114 Je t’ai vue, mignonne, et tu m’appartiens désormais, quel que soit celui que tu attends et
115 même si je ne dois plus jamais te revoir, pensais-je. Tu m’appartiens et tout Paris
116 m’appartient, et j’appartiens à ce cahier et à ce crayon.

117 Puis je me remis à écrire et m’enfonçai dans mon histoire et m’y perdis. C’était moi qui
118 l’écrivais, maintenant, elle ne se faisait plus toute seule et je ne levai plus les yeux, j’oubliai
119 l’heure et le lieu et ne commandai plus de rhum Saint-James. J’en avais assez du rhum Saint-
120 James, à mon insu d’ailleurs.

121 Puis le conte fut achevé et je me sentis très fatigué. Je relus le dernier paragraphe et levai les
122 yeux et cherchai la fille, mais elle était partie. J’espère qu’elle est partie avec un type bien,
123 pensai-je.

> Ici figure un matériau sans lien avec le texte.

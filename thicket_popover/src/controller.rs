// Copyright 2025 the Thicket Authors
// SPDX-License-Identifier: Apache-2.0 OR MIT

//! The popover lifecycle state machine.

use kurbo::{Point, Size};
use smallvec::SmallVec;
use thicket_input::{BindOptions, BindingId, PointerPass};
use thicket_placement::{AnchoredPosition, Placement, PlacementInput, resolve};
use thicket_reactive::Scope;

use crate::context::{OverlayContext, PopoverId};
use crate::mount::{ParentLookup, contains};

/// What kind of input opens a trigger's popover.
#[derive(Copy, Clone, Debug, Eq, PartialEq, Hash)]
pub enum TriggerKind {
    /// Open while the pointer rests over the trigger (and no button is held).
    Hover,
    /// Toggle on click.
    Click,
    /// Toggle on mouse-down.
    MouseDown,
    /// Toggle on the context-menu gesture; the host suppresses the native menu.
    ContextMenu,
}

/// Binds one host element to one [`TriggerKind`].
#[derive(Copy, Clone, Debug)]
pub struct Trigger<K> {
    /// The element whose subtree arms the trigger.
    pub element: K,
    /// The input kind that fires it.
    pub kind: TriggerKind,
}

impl<K> Trigger<K> {
    /// A hover trigger on `element`.
    pub fn hover(element: K) -> Self {
        Self {
            element,
            kind: TriggerKind::Hover,
        }
    }

    /// A click trigger on `element`.
    pub fn click(element: K) -> Self {
        Self {
            element,
            kind: TriggerKind::Click,
        }
    }

    /// A mouse-down trigger on `element`.
    pub fn mouse_down(element: K) -> Self {
        Self {
            element,
            kind: TriggerKind::MouseDown,
        }
    }

    /// A context-menu trigger on `element`.
    pub fn context_menu(element: K) -> Self {
        Self {
            element,
            kind: TriggerKind::ContextMenu,
        }
    }
}

/// State change produced by one controller call.
#[derive(Copy, Clone, Debug, Eq, PartialEq)]
pub enum Transition {
    /// The open state did not change.
    None,
    /// The popover went from closed to open. The host should now create a
    /// mount node and call [`PopoverController::attach_mount`].
    Opened,
    /// The popover went from open to closed; its mount was unregistered.
    Closed,
}

impl Transition {
    /// `true` for [`Transition::Opened`].
    pub fn opened(self) -> bool {
        self == Self::Opened
    }

    /// `true` for [`Transition::Closed`].
    pub fn closed(self) -> bool {
        self == Self::Closed
    }
}

/// Outcome of offering a trigger-phase event to a controller.
#[derive(Copy, Clone, Debug, Eq, PartialEq)]
pub struct TriggerResponse {
    /// Open-state change, if any.
    pub transition: Transition,
    /// The host must call `preventDefault` (suppress the native context
    /// menu) for this event.
    pub prevent_default: bool,
}

impl TriggerResponse {
    const NONE: Self = Self {
        transition: Transition::None,
        prevent_default: false,
    };
}

/// One overlay instance: triggers, open state, mount node, Escape binding.
///
/// The state machine is Closed ⇄ Open; re-opening is a transition back, not
/// a new instance, and the instance's [`PopoverId`] is stable throughout.
/// See the crate docs for the dispatch protocol the host drives.
#[derive(Debug)]
pub struct PopoverController<K> {
    id: PopoverId,
    placement: Placement,
    anchor: K,
    triggers: SmallVec<[Trigger<K>; 2]>,
    open: bool,
    mount: Option<K>,
    opened_mouse: Point,
    escape: Option<BindingId>,
    scope: Scope<OverlayContext<K>>,
}

impl<K: Copy + Eq + 'static> PopoverController<K> {
    /// Create a closed controller anchored to `anchor`.
    pub fn new(
        ctx: &mut OverlayContext<K>,
        anchor: K,
        placement: Placement,
        triggers: impl IntoIterator<Item = Trigger<K>>,
    ) -> Self {
        Self {
            id: ctx.next_popover_id(),
            placement,
            anchor,
            triggers: triggers.into_iter().collect(),
            open: false,
            mount: None,
            opened_mouse: Point::ZERO,
            escape: None,
            scope: Scope::new(),
        }
    }

    /// This instance's identity.
    pub fn id(&self) -> PopoverId {
        self.id
    }

    /// `true` while open.
    pub fn is_open(&self) -> bool {
        self.open
    }

    /// The anchor element the popover is positioned relative to.
    pub fn anchor(&self) -> K {
        self.anchor
    }

    /// The placement mode.
    pub fn placement(&self) -> Placement {
        self.placement
    }

    /// The mount node attached for the current open phase, if any.
    pub fn mount(&self) -> Option<K> {
        self.mount
    }

    /// `true` iff every trigger is hover-based.
    ///
    /// An evasive popover's content must ignore pointer events, so the
    /// pointer can neither re-trigger hover logic on the overlay itself nor
    /// be blocked from the element underneath.
    pub fn evasive(&self) -> bool {
        !self.triggers.is_empty()
            && self
                .triggers
                .iter()
                .all(|trigger| trigger.kind == TriggerKind::Hover)
    }

    /// Feed a pointer move. Drives hover triggers only.
    ///
    /// The popover is open exactly while the pointer is inside some hover
    /// trigger's subtree and no button is held — a drag sweeping across the
    /// trigger opens nothing.
    pub fn on_pointer_move(
        &mut self,
        hover_target: Option<K>,
        ctx: &mut OverlayContext<K>,
        lookup: &impl ParentLookup<K>,
    ) -> Transition {
        let mut has_hover = false;
        let mut over = false;
        for trigger in &self.triggers {
            if trigger.kind == TriggerKind::Hover {
                has_hover = true;
                over = over || contains(trigger.element, hover_target, lookup);
            }
        }
        if !has_hover {
            return Transition::None;
        }
        self.set_open(over && !ctx.pointer.held(), ctx)
    }

    /// Trigger phase: offer a dispatched click / mouse-down / context-menu
    /// event.
    ///
    /// If the event landed in a matching trigger's subtree and nobody
    /// claimed it yet, the popover toggles and claims the event, so the
    /// dismissal phase of this same pass recognizes it. Returns whether the
    /// host must suppress the event's default action.
    pub fn on_trigger_event(
        &mut self,
        kind: TriggerKind,
        pass: PointerPass<K>,
        ctx: &mut OverlayContext<K>,
        lookup: &impl ParentLookup<K>,
    ) -> TriggerResponse {
        if kind == TriggerKind::Hover {
            return TriggerResponse::NONE;
        }

        let mut matched = false;
        let mut prevent_default = false;
        for trigger in &self.triggers {
            if trigger.kind != kind || !contains(trigger.element, pass.target, lookup) {
                continue;
            }
            matched = true;
            if kind == TriggerKind::ContextMenu {
                prevent_default = true;
            }
        }

        let transition = if matched && ctx.claims.claim(pass.event, self.id) {
            self.set_open(!self.open, ctx)
        } else {
            Transition::None
        };
        TriggerResponse {
            transition,
            prevent_default,
        }
    }

    /// Dismissal phase: offer a dispatched mouse-down to an open popover's
    /// outside-interaction check.
    ///
    /// Closes unless one of the keep-open conditions holds: the event is
    /// claimed by this instance (it just opened or toggled us), its target
    /// is inside our mount subtree, or our mount hosts a nested popover and
    /// the event carries no claim (an inner overlay owns interactions we
    /// cannot see from here).
    pub fn on_global_mouse_down(
        &mut self,
        pass: PointerPass<K>,
        ctx: &mut OverlayContext<K>,
        lookup: &impl ParentLookup<K>,
    ) -> Transition {
        if !self.open {
            return Transition::None;
        }

        let claimed_by_self = ctx.claims.is_claimed_by(pass.event, &self.id);
        let inside_mount = self
            .mount
            .is_some_and(|mount| contains(mount, pass.target, lookup));
        let shelters_nested = self
            .mount
            .is_some_and(|mount| ctx.mounts.hosts_nested_popover(mount, self.id, lookup));

        let close = !claimed_by_self
            && !inside_mount
            && (!shelters_nested || ctx.claims.is_claimed(pass.event));
        if close {
            self.set_open(false, ctx)
        } else {
            Transition::None
        }
    }

    /// React to fired key bindings from
    /// [`OverlayContext::dispatch_key`](crate::OverlayContext::dispatch_key).
    ///
    /// Closes when this popover's own Escape binding is among them. Because
    /// bindings dispatch innermost-first and Escape bindings stop
    /// propagation, only the most recently opened popover closes per press.
    pub fn on_key_fired(&mut self, fired: &[BindingId], ctx: &mut OverlayContext<K>) -> Transition {
        match self.escape {
            Some(escape) if fired.contains(&escape) => self.set_open(false, ctx),
            _ => Transition::None,
        }
    }

    /// Attach the host-created mount node after a transition to open.
    ///
    /// Registers the node for nested-popover checks and returns the parent
    /// the host must append it under: the nearest ancestor popover mount of
    /// the anchor, or the window's portal root. Unregistration is deferred
    /// to the close/dispose scope.
    pub fn attach_mount(
        &mut self,
        node: K,
        ctx: &mut OverlayContext<K>,
        lookup: &impl ParentLookup<K>,
    ) -> K {
        let parent = ctx
            .mounts
            .mount_parent(Some(self.anchor), ctx.portal(), lookup);
        ctx.mounts.register(self.id, node);
        let id = self.id;
        self.scope.defer(move |ctx: &mut OverlayContext<K>| {
            ctx.mounts.unregister(id);
        });
        self.mount = Some(node);
        parent
    }

    /// Open programmatically, as if a trigger fired.
    pub fn open(&mut self, ctx: &mut OverlayContext<K>) -> Transition {
        self.set_open(true, ctx)
    }

    /// Close programmatically.
    pub fn close(&mut self, ctx: &mut OverlayContext<K>) -> Transition {
        self.set_open(false, ctx)
    }

    /// Tear the instance down.
    ///
    /// Runs the same scope cleanups closing does; disposing twice, or
    /// disposing an instance that never opened, is a no-op.
    pub fn dispose(&mut self, ctx: &mut OverlayContext<K>) {
        self.set_open(false, ctx);
    }

    /// Resolve the overlay position from current geometry.
    ///
    /// `anchor_origin`/`anchor_size` come from the geometry observers
    /// watching the anchor, `content_size` from the one watching the mounted
    /// content. Mouse-anchored placements read the cursor sampled at open
    /// time, or the live cursor for [`Placement::Mouse`].
    pub fn position(
        &self,
        anchor_origin: Point,
        anchor_size: Size,
        content_size: Size,
        viewport: Size,
        ctx: &OverlayContext<K>,
    ) -> AnchoredPosition {
        let mouse = if self.placement.tracks_mouse() {
            ctx.pointer.position()
        } else {
            self.opened_mouse
        };
        resolve(
            self.placement,
            &PlacementInput {
                anchor_origin,
                anchor_size,
                content_size,
                mouse,
                viewport,
            },
        )
    }

    fn set_open(&mut self, open: bool, ctx: &mut OverlayContext<K>) -> Transition {
        if open == self.open {
            return Transition::None;
        }
        self.open = open;
        if open {
            self.opened_mouse = ctx.pointer.position();
            if self.triggers.iter().any(|t| t.kind != TriggerKind::Hover) {
                let binding = ctx.bindings.bind(
                    "Escape",
                    BindOptions {
                        stop_propagation: true,
                        ..BindOptions::default()
                    },
                );
                self.escape = Some(binding);
                self.scope.defer(move |ctx: &mut OverlayContext<K>| {
                    ctx.bindings.unbind(binding);
                });
            }
            Transition::Opened
        } else {
            self.scope.dispose(ctx);
            self.escape = None;
            self.mount = None;
            Transition::Closed
        }
    }
}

Mais je me sentais triste.

124 Je refermai le cahier sur mon récit et enfouis le tout dans la poche intérieure de ma veste, et je
125 demandai au garçon une douzaine de portugaises et une demi-carafe de son vin blanc sec.
126 Après avoir écrit un conte je me sentais toujours vidé, mais triste et heureux à la fois, comme
127 après avoir fait l’amour, et j’étais sûr que j’avais fait du bon travail ; toutefois je n’en aurais la
128 confirmation que le lendemain en revoyant ce que j’avais écrit.

129 Pendant que je mangeais mes huîtres au fort goût de marée, avec une légère saveur métallique
130 que le vin blanc emportait, ne laissant que l’odeur de la mer et une savoureuse sensation sur la
131 langue, et pendant que je buvais le liquide frais de chaque coquille et savourais ensuite le goût
132 vif du vin, je cessai de me sentir vidé et commençai à être heureux et à dresser des plans.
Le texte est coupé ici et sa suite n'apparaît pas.